Morgan Stanley's Brian Harbour on how higher GLP-1 adoption is impacting quick service restaurants

Watch on YouTube ↗  |  March 26, 2026 at 01:25  |  4:09  |  CNBC

Summary

  • Research marries credit card and prescription data to analyze wallet share shifts in zip codes with higher GLP-1 adoption.
  • Wealthier zip codes show higher GLP-1 adoption rates.
  • Clear shift away from traditional fast food chains observed.
  • Chipotle and Starbucks are identified as beneficiaries; full-service restaurants also benefit.
  • Healthier fast-casual chains (e.g., Chipotle, Kava) gain share due to fresh, whole foods and customization.
  • Traditional fast food chains (e.g., McDonald's) are innovating (e.g., higher protein items) but not rapidly.
  • Packaged food companies are innovating faster than restaurants to cater to GLP-1 users.
  • GLP-1 pill expected this year will continue to drive adoption.
  • Fitness chains see rising membership in high GLP-1 zip codes.
  • Beverages (e.g., Dutch Bros) show no significant negative impact; may be replacing snacking occasions.
Trade Ideas
Brian Harbour Morgan Stanley analyst, author of note on GLP-1 adoption impact 0:31
The speaker said Starbucks looked "pretty similar" to Chipotle in benefiting from the wallet share shifts.
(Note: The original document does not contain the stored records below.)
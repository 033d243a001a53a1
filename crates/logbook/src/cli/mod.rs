//! Command-line interface for logbook.
//!
//! This module provides the CLI structure for the `logbook` binary. Command
//! handlers live in the binary.

mod commands;

use std::path::PathBuf;

use clap::{Parser, Subcommand};

pub use commands::{ConfigCommand, ExportCommand, RenderMapCommand};

/// logbook - Print your flight log as an EASA logbook
///
/// Reads flights from an Excel workbook or a Google spreadsheet and writes a
/// paginated PDF logbook with running totals, or a PNG map of the airports
/// and routes flown.
#[derive(Debug, Parser)]
#[command(name = "logbook")]
#[command(author, version, about, long_about = None)]
#[command(propagate_version = true)]
pub struct Cli {
    /// Path to custom configuration file
    #[arg(short, long, global = true, value_name = "FILE")]
    pub config: Option<PathBuf>,

    /// Increase verbosity (-v for debug, -vv for trace)
    #[arg(short, long, action = clap::ArgAction::Count, global = true)]
    pub verbose: u8,

    /// Suppress all output except errors
    #[arg(short, long, global = true)]
    pub quiet: bool,

    /// The command to execute
    #[command(subcommand)]
    pub command: Command,
}

/// Available commands.
#[derive(Debug, Subcommand)]
pub enum Command {
    /// Export the flights as a PDF logbook
    Export(ExportCommand),

    /// Render airports and routes flown as a PNG map
    RenderMap(RenderMapCommand),

    /// View or create configuration
    #[command(subcommand)]
    Config(ConfigCommand),

    /// Print the version
    Version,
}

impl Cli {
    /// Get the verbosity level based on flags.
    #[must_use]
    pub fn verbosity(&self) -> crate::logging::Verbosity {
        if self.quiet {
            crate::logging::Verbosity::Quiet
        } else {
            match self.verbose {
                0 => crate::logging::Verbosity::Normal,
                1 => crate::logging::Verbosity::Verbose,
                _ => crate::logging::Verbosity::Trace,
            }
        }
    }
}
GLP-1 adoption may shift spending toward beverages or brands perceived as healthier or offering customization, which includes Starbucks. LONG because Starbucks is also gaining wallet share in high GLP-1 adoption areas, similar to Chipotle. If Starbucks' menu fails to align with health trends or beverage consumption patterns change, the benefit could be limited.
Brian Harbour Morgan Stanley analyst, author of note on GLP-1 adoption impact 0:31
The speaker stated wallet share data shows a shift away from traditional fast food and that it was benefiting someone like Chipotle. GLP-1 adoption drives consumers toward healthier food options. Chipotle's fresh ingredients and customization align with this trend. LONG because Chipotle is gaining wallet share in high-adoption zip codes, and the trend is expected to continue with increasing GLP-1 use. If Chipotle's health perception erodes or competition innovates rapidly, the benefit could diminish.
Brian Harbour Morgan Stanley analyst, author of note on GLP-1 adoption impact 1:32
The speaker said Kava "certainly falls in that category" of healthier fast-casual chains gaining share. GLP-1 adoption drives consumers toward healthier options. Kava's focus on whole foods and fresh cooking positions it to capture this shift. LONG because Kava is explicitly cited as a beneficiary of the consumer spending shift toward healthier fast-casual restaurants. If Kava's execution falters or competition intensifies, the expected share gains may not materialize.